DIRECTIONS FOR THIS TASK: Look through the entries below and return all lines including the word "BandInfo".

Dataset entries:
☆ ☆ ☆

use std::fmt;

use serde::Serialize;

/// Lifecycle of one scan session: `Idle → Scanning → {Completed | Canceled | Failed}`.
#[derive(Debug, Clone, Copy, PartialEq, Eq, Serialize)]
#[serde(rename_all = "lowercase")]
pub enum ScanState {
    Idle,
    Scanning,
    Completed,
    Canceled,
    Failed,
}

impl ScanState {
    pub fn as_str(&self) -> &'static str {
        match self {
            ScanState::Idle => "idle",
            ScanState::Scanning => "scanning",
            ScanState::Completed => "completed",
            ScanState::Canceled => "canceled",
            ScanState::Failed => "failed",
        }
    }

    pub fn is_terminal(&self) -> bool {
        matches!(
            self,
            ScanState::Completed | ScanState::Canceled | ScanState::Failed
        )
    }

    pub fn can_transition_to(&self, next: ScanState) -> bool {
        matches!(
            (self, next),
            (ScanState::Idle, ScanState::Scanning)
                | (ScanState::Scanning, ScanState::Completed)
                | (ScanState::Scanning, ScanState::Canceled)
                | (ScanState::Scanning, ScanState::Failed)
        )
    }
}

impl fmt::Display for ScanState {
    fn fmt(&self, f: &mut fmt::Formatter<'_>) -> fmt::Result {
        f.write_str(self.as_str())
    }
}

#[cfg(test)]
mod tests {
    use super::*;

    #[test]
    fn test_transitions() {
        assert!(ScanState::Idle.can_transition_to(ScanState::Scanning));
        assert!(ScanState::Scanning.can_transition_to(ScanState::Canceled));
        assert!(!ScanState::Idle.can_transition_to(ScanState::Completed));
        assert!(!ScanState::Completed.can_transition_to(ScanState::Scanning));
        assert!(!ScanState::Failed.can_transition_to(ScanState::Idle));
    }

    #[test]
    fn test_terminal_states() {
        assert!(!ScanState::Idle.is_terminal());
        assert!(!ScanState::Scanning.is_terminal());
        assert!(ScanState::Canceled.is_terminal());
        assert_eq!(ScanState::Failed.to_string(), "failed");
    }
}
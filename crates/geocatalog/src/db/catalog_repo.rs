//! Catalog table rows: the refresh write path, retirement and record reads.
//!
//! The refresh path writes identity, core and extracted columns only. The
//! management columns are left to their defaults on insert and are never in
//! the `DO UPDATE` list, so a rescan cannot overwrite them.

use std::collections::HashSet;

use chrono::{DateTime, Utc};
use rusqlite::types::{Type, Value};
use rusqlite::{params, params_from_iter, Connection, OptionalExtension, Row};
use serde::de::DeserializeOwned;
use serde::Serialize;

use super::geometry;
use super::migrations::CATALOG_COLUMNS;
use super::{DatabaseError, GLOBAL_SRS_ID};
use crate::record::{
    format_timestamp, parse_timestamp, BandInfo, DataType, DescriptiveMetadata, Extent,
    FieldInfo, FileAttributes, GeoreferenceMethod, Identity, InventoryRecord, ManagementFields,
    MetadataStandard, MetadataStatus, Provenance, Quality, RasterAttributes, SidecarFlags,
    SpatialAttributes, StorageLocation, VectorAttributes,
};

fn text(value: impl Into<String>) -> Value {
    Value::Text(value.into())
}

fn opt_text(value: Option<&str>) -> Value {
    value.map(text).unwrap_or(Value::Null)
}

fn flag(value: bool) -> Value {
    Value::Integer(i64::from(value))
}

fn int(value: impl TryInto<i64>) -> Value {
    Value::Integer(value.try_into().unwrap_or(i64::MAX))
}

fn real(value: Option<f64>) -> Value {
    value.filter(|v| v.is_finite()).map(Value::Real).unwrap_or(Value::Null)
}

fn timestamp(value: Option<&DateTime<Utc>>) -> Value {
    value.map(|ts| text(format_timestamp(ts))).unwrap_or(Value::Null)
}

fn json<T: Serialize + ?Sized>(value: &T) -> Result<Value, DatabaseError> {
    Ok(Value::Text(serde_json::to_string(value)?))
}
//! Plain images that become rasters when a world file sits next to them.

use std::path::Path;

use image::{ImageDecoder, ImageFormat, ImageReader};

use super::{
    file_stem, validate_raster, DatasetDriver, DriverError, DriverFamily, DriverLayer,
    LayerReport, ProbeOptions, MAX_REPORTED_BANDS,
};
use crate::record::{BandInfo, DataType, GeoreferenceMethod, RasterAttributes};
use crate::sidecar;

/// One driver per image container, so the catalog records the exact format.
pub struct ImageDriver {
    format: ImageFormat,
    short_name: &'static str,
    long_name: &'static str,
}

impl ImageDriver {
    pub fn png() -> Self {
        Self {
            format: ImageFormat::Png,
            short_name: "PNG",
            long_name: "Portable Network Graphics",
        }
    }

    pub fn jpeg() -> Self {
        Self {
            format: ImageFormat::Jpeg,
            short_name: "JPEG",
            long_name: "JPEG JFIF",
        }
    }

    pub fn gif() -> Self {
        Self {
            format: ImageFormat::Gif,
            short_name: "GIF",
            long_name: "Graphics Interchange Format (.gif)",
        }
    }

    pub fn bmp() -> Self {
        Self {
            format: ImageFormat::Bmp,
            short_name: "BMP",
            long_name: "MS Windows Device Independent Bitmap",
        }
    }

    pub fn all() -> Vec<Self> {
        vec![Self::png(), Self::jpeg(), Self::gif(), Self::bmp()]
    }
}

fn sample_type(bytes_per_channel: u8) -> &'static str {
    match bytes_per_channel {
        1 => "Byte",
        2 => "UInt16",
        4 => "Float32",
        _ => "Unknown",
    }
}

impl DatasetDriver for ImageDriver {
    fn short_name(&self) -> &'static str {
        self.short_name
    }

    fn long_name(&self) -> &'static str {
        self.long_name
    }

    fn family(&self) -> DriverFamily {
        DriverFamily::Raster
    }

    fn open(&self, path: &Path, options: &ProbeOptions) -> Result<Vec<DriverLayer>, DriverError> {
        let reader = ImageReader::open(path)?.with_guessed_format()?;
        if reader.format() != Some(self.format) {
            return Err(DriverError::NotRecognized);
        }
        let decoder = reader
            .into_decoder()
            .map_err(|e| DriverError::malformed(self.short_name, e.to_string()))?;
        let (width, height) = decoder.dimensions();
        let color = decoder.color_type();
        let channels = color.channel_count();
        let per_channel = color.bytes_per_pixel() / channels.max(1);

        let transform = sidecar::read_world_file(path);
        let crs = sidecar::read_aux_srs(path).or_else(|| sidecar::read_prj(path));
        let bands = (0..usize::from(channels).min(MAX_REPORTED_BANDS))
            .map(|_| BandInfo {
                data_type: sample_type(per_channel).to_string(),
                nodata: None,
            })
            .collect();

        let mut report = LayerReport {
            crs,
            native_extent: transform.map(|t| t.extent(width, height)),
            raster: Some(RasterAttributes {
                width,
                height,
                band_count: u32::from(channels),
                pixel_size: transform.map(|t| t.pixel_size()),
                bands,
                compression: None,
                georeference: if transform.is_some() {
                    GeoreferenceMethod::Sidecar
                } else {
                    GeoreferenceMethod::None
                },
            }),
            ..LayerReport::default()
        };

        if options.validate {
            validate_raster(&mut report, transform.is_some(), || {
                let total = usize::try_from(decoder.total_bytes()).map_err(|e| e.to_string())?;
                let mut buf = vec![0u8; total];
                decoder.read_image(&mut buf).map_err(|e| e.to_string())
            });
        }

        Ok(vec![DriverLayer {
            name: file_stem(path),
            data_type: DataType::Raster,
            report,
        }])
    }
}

☆ ☆ ☆

PROBLEM SOLUTION:
    format_timestamp, parse_timestamp, BandInfo, DataType, DescriptiveMetadata, Extent,
use crate::record::{BandInfo, DataType, GeoreferenceMethod, RasterAttributes};
            .map(|_| BandInfo {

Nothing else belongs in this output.